TODD Architects said: “The design surpasses current standards for supported housing and dementia care, setting a new precedent of quality, enabling people with a care need to continue to live independently in the community, with the completed building providing a bright, secure, and pleasant place in which to live.”
Paula Conway, senior development officer, Choice Housing, said: “The positive partnership with TODD Architects has provided an exemplar build, setting a new standard for design in supported housing and independent living.” The Croft residential arrangement is intended to function as a village community, containing a central social hub incorporating communal facilities. The hub is linked via four internal ‘street branches’ to clusters of six apartments or ‘communities’, each with their own shared social spaces shared private road access.

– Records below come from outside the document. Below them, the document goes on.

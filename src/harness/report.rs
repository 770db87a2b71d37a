//! Console report formatting

use std::fmt::Write;

/// Values per dump line
pub const DUMP_COLUMNS: usize = 16;
/// Lines per dump block
pub const DUMP_ROWS: usize = 32;

pub const VERDICT_HEADER: &str = "Testing Flash Attention - comparing backends: ";
pub const OK: &str = "\x1b[1;32mOK\x1b[0m";
pub const FAIL: &str = "\x1b[1;31mFAIL\x1b[0m";

/// Up to `limit` values as `{:2.4}` in blocks of `DUMP_ROWS` lines of
/// `DUMP_COLUMNS` values, blocks separated by blank lines.
pub fn format_dump(values: &[f32], limit: usize) -> String {
    let mut out = String::new();
    for (i, v) in values.iter().take(limit).enumerate() {
        if i > 0 && i % DUMP_COLUMNS == 0 {
            out.push('\n');
        }
        if i > 0 && i % (DUMP_COLUMNS * DUMP_ROWS) == 0 {
            out.push_str("\n\n");
        }
        // writing to a String cannot fail
        let _ = write!(out, "{v:2.4} ");
    }
    out
}

pub fn verdict(ok: bool) -> &'static str {
    if ok { OK } else { FAIL }
}
pub mod dequant;
pub mod format;
#[cfg(test)]
pub(crate) mod quantize;

pub use dequant::{dequantize_block, dequantize_row};
pub use format::QuantFormat;
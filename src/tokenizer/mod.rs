//! Vocabulary tokenizers and the round-trip checker
//!
//! A [`Vocab`] is read from the `tokenizer.ggml.*` keys of a GGUF file and
//! tokenizes with one of two algorithms:
//!
//! - [`TokenizerKind::Spm`]: SentencePiece-style score merging over UTF-8
//!   characters with `<0xXX>` byte fallback, backed by `splintr`.
//! - [`TokenizerKind::Bpe`]: byte-level BPE rank merging over the GPT-2
//!   byte alphabet.
//!
//! [`check_roundtrip`] verifies that every id survives
//! `tokenize_raw(token_to_piece(id))`, and [`probe_codepoints`] lists the
//! BMP code points that map to a single token.

mod bpe;
mod escape;
mod roundtrip;
mod vocab;

pub use bpe::{byte_to_char, char_to_byte};
pub use escape::{SPM_SPACE, escape_whitespace, unescape_whitespace};
pub use roundtrip::{RoundTripReport, check_roundtrip, probe_codepoints};
pub use vocab::{TokenEntry, Vocab};

use std::fmt;

/// Vocabulary classification used for the exemption rule
#[derive(Debug, Clone, Copy, PartialEq, Eq)]
pub enum VocabType {
    Spm,
    Bpe,
}

impl VocabType {
    /// `Spm` iff the vocabulary has exactly 32000 entries
    pub fn from_n_vocab(n_vocab: usize) -> Self {
        if n_vocab == 32000 {
            VocabType::Spm
        } else {
            VocabType::Bpe
        }
    }

    /// Ids whose round-trip mismatch is reported but tolerated: control and
    /// byte-fallback tokens for `Spm`, id 0 and the extended range for `Bpe`
    pub fn is_exempt(self, id: u32) -> bool {
        match self {
            VocabType::Spm => id <= 258,
            VocabType::Bpe => id == 0 || id >= 100_000,
        }
    }
}

impl fmt::Display for VocabType {
    fn fmt(&self, f: &mut fmt::Formatter<'_>) -> fmt::Result {
        match self {
            VocabType::Spm => f.write_str("spm"),
            VocabType::Bpe => f.write_str("bpe"),
        }
    }
}

/// Tokenization algorithm of a vocabulary
#[derive(Debug, Clone, Copy, PartialEq, Eq)]
pub enum TokenizerKind {
    Spm,
    Bpe,
}

impl TokenizerKind {
    /// Algorithm named by `tokenizer.ggml.model`
    pub fn from_model_name(name: &str) -> Option<Self> {
        match name {
            "llama" => Some(TokenizerKind::Spm),
            "gpt2" => Some(TokenizerKind::Bpe),
            _ => None,
        }
    }
}

/// Per-token type from `tokenizer.ggml.token_type`
#[derive(Debug, Clone, Copy, PartialEq, Eq, Default)]
pub enum TokenType {
    Undefined,
    #[default]
    Normal,
    Unknown,
    Control,
    UserDefined,
    Unused,
    Byte,
}

impl TokenType {
    pub fn from_i32(v: i32) -> Self {
        match v {
            1 => TokenType::Normal,
            2 => TokenType::Unknown,
            3 => TokenType::Control,
            4 => TokenType::UserDefined,
            5 => TokenType::Unused,
            6 => TokenType::Byte,
            _ => TokenType::Undefined,
        }
    }
}

/// Detokenize/tokenize surface the round-trip checker drives
pub trait VocabTokenizer {
    fn n_vocab(&self) -> usize;

    fn kind(&self) -> TokenizerKind;

    /// Stored text of `id`, in the vocabulary's own alphabet
    fn token_to_piece(&self, id: u32) -> Option<&str>;

    /// Display text of `id`: `▁` becomes a space, byte tokens become bytes
    fn token_to_str(&self, id: u32) -> Option<String>;

    /// Tokenize text that is already in the vocabulary's alphabet
    fn tokenize_raw(&self, text: &str) -> Vec<u32>;

    /// Tokenize display text
    fn tokenize(&self, text: &str) -> Vec<u32>;

    /// Display text of a token sequence
    fn detokenize(&self, tokens: &[u32]) -> String {
        tokens
            .iter()
            .filter_map(|&t| self.token_to_str(t))
            .collect()
    }
}

#[cfg(test)]
mod tests {
    use super::*;

    #[test]
    fn test_vocab_type_rule() {
        assert_eq!(VocabType::from_n_vocab(32000), VocabType::Spm);
        assert_eq!(VocabType::from_n_vocab(32001), VocabType::Bpe);
        assert_eq!(VocabType::from_n_vocab(50257), VocabType::Bpe);
        assert_eq!(VocabType::Spm.to_string(), "spm");
    }

    #[test]
    fn test_exemptions() {
        assert!(VocabType::Spm.is_exempt(0));
        assert!(VocabType::Spm.is_exempt(258));
        assert!(!VocabType::Spm.is_exempt(259));
        assert!(VocabType::Bpe.is_exempt(0));
        assert!(!VocabType::Bpe.is_exempt(1));
        assert!(!VocabType::Bpe.is_exempt(99_999));
        assert!(VocabType::Bpe.is_exempt(100_000));
    }

    #[test]
    fn test_model_names() {
        assert_eq!(TokenizerKind::from_model_name("llama"), Some(TokenizerKind::Spm));
        assert_eq!(TokenizerKind::from_model_name("gpt2"), Some(TokenizerKind::Bpe));
        assert_eq!(TokenizerKind::from_model_name("bert"), None);
        assert_eq!(TokenType::from_i32(6), TokenType::Byte);
        assert_eq!(TokenType::from_i32(42), TokenType::Undefined);
    }
}
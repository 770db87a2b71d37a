//! SentencePiece whitespace escaping

/// U+2581 LOWER ONE EIGHTH BLOCK, the SentencePiece space marker
pub const SPM_SPACE: char = '\u{2581}';

/// Prefix `▁` and collapse every run of spaces into one `▁`
pub fn escape_whitespace(text: &str) -> String {
    let mut out = String::with_capacity(text.len() + 3);
    out.push(SPM_SPACE);
    let mut escaping = false;
    for c in text.chars() {
        if c == ' ' {
            if !escaping {
                out.push(SPM_SPACE);
                escaping = true;
            }
        } else {
            escaping = false;
            out.push(c);
        }
    }
    out
}

/// Replace every `▁` with a space
pub fn unescape_whitespace(text: &str) -> String {
    text.replace(SPM_SPACE, " ")
}
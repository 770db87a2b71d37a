//! Vocabulary round-trip and code-point probes

use super::escape::escape_whitespace;
use super::{TokenizerKind, VocabTokenizer, VocabType};
use crate::error::{Error, Result};
use rayon::prelude::*;

/// Outcome of a successful [`check_roundtrip`]
#[derive(Debug, Clone, PartialEq)]
pub struct RoundTripReport {
    pub vocab_type: VocabType,
    /// Ids examined, i.e. the vocabulary size
    pub checked: usize,
    /// Ids whose mismatch was tolerated by the exemption rule
    pub exempted: Vec<u32>,
}

/// Check `tokenize_raw(token_to_piece(id)) == [id]` for every id.
///
/// A piece that comes back as a single other token is always an error. A
/// piece that splits into several tokens is tolerated on exempt ids, where
/// it is logged and recorded. The first failing id is returned as
/// [`Error::RoundTrip`].
pub fn check_roundtrip<T>(vocab: &T, vocab_type: VocabType) -> Result<RoundTripReport>
where
    T: VocabTokenizer + ?Sized,
{
    let n_vocab = vocab.n_vocab();
    let mut exempted = Vec::new();

    for id in 0..n_vocab as u32 {
        let piece = vocab.token_to_piece(id).ok_or_else(|| Error::VocabError {
            reason: format!("token {id} has no text"),
        })?;
        let tokens = vocab.tokenize_raw(piece);
        match tokens.as_slice() {
            &[only] if only == id => continue,
            // a single wrong token is never exempt
            &[_] => {}
            _ if vocab_type.is_exempt(id) => {
                tracing::info!(
                    "token {id} is string {:?} and tokenizes to {:?} ({:?})",
                    vocab.token_to_str(id).unwrap_or_default(),
                    tokens,
                    vocab.detokenize(&tokens)
                );
                exempted.push(id);
                continue;
            }
            _ => {}
        }
        return Err(Error::RoundTrip {
            id,
            piece: vocab.token_to_str(id).unwrap_or_default(),
            got: tokens,
        });
    }

    Ok(RoundTripReport {
        vocab_type,
        checked: n_vocab,
        exempted,
    })
}

/// Every BMP scalar value that tokenizes to exactly one token.
///
/// Each code point is UTF-8 encoded and, for SentencePiece vocabularies,
/// whitespace-escaped before tokenizing. Surrogates are skipped.
pub fn probe_codepoints<T>(vocab: &T) -> Vec<(char, u32)>
where
    T: VocabTokenizer + Sync + ?Sized,
{
    let escape = vocab.kind() == TokenizerKind::Spm;
    let hits: Vec<(char, u32)> = (0u32..=0xFFFF)
        .into_par_iter()
        .filter_map(char::from_u32)
        .filter_map(|ch| {
            let s = ch.to_string();
            let text = if escape { escape_whitespace(&s) } else { s };
            match vocab.tokenize(&text).as_slice() {
                &[id] => Some((ch, id)),
                _ => None,
            }
        })
        .collect();

    for (ch, id) in &hits {
        tracing::info!("U+{:04X} {ch:?} tokenized to {id}", *ch as u32);
    }
    hits
}
pub mod gguf;

pub use gguf::{GgmlType, Gguf, GgufMetadata, GgufTensorInfo, GgufValue, GgufValueType, GgufWriter};
//! Compute backends
//!
//! A backend owns buffers and executes graph nodes whose storage lives in
//! those buffers. Two implementations exist:
//!
//! - [`AccelBackend`]: tiled kernels and a fused online-softmax attention
//!   kernel; the primary target under test.
//! - [`CpuBackend`]: straightforward reference kernels on a dedicated
//!   thread pool.
//!
//! [`compare::compare_graph_backend`] drives the same graph through two
//! backends node by node.

pub mod accel;
pub mod compare;
pub mod cpu;
pub(crate) mod kernels;

pub use accel::AccelBackend;
pub use compare::{GraphCopy, TensorRef, compare_graph_backend, graph_copy};
pub use cpu::CpuBackend;

use crate::error::Result;
use crate::runtime::{BackendBuffer, Context, DEFAULT_ALIGNMENT, Graph, TensorId};
use serde::{Deserialize, Serialize};
use std::fmt;

/// Opaque compute target.
///
/// All entry points block until the work is done, so `synchronize` only
/// has to drain whatever a backend chooses to queue.
pub trait Backend: Send + Sync {
    fn name(&self) -> &str;

    fn alignment(&self) -> usize {
        DEFAULT_ALIGNMENT
    }

    fn alloc_buffer(&self, size: usize) -> Result<BackendBuffer> {
        tracing::debug!(backend = self.name(), size, "allocating buffer");
        Ok(BackendBuffer::new(self.name(), size))
    }

    fn is_cpu(&self) -> bool {
        false
    }

    /// Worker count for backends that parallelise on host threads
    fn set_n_threads(&mut self, _n_threads: usize) -> Result<()> {
        Ok(())
    }

    /// Execute one node; its sources must already hold their values
    fn compute_node(&self, ctx: &Context, node: TensorId) -> Result<()>;

    fn graph_compute(&self, ctx: &Context, graph: &Graph) -> Result<()> {
        for &node in graph.nodes() {
            self.compute_node(ctx, node)?;
        }
        Ok(())
    }

    fn synchronize(&self) -> Result<()> {
        Ok(())
    }
}

/// Selectable primary backend
#[derive(Debug, Clone, Copy, PartialEq, Eq, Default, Serialize, Deserialize)]
#[serde(rename_all = "lowercase")]
pub enum BackendKind {
    #[default]
    Accel,
    Cpu,
}

impl fmt::Display for BackendKind {
    fn fmt(&self, f: &mut fmt::Formatter<'_>) -> fmt::Result {
        match self {
            BackendKind::Accel => f.write_str("accel"),
            BackendKind::Cpu => f.write_str("cpu"),
        }
    }
}

/// Initialise the primary backend
pub fn init_backend(kind: BackendKind) -> Result<Box<dyn Backend>> {
    let backend: Box<dyn Backend> = match kind {
        BackendKind::Accel => Box::new(AccelBackend::new()),
        BackendKind::Cpu => Box::new(CpuBackend::new()?),
    };
    tracing::info!(backend = backend.name(), "using backend");
    Ok(backend)
}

TODD Architects says the architecture is ‘modern, while domestically familiar in scale, and widely accessible’, and aimed at combating any stigma associated with supported living and dementia healthcare. The three different apartment types vary in size and layout depending on the resident’s needs. The scheme also offers ‘a durable, easily maintained, and environmentally-friendly’ solution, providing a sense of autonomy for residents, with controls for optimum lighting and ventilation and excellent acoustics for privacy and dignity.
The landscaping was carefully considered to allow for accessibility and limited maintenance. The courtyards are between apartment clusters, offering each direct access to the landscaped gardens and spaces. The main entrance, facing the central courtyard, is linked to each cluster of apartments and gardens via a main internal street. Entrance and admissions offer a generous, easily identifiable reception space that optimises natural daylight and offers garden panoramas. The shared communal break-out facilities and amenity spaces are located along the main internal street to encourage interaction. Glazed internal walkways and meeting alcoves offer external views, generous light penetration, and clear wayfinding, and allow for effective observation.
The apartment clusters are simple in composition and designed to be domestic in both scale and character. These residential blocks are finished externally in buff tumbled brick and painted render with colourful canopies signifying the front door. The communal block is much larger, with the main entrance emphasised by an oversailing mono-pitch roof supported by an eight-metre-high column painted out in bright yellow.
Existing trees were retained and reinforced with additional native planting to provide a parkland green. A perimeter road runs around the scheme, providing car parking and external access to each apartment. An awkwardly shaped section of the site has been grassed to provide amenity space, but this will likely be developed to provide allotment space for the residents at a later stage.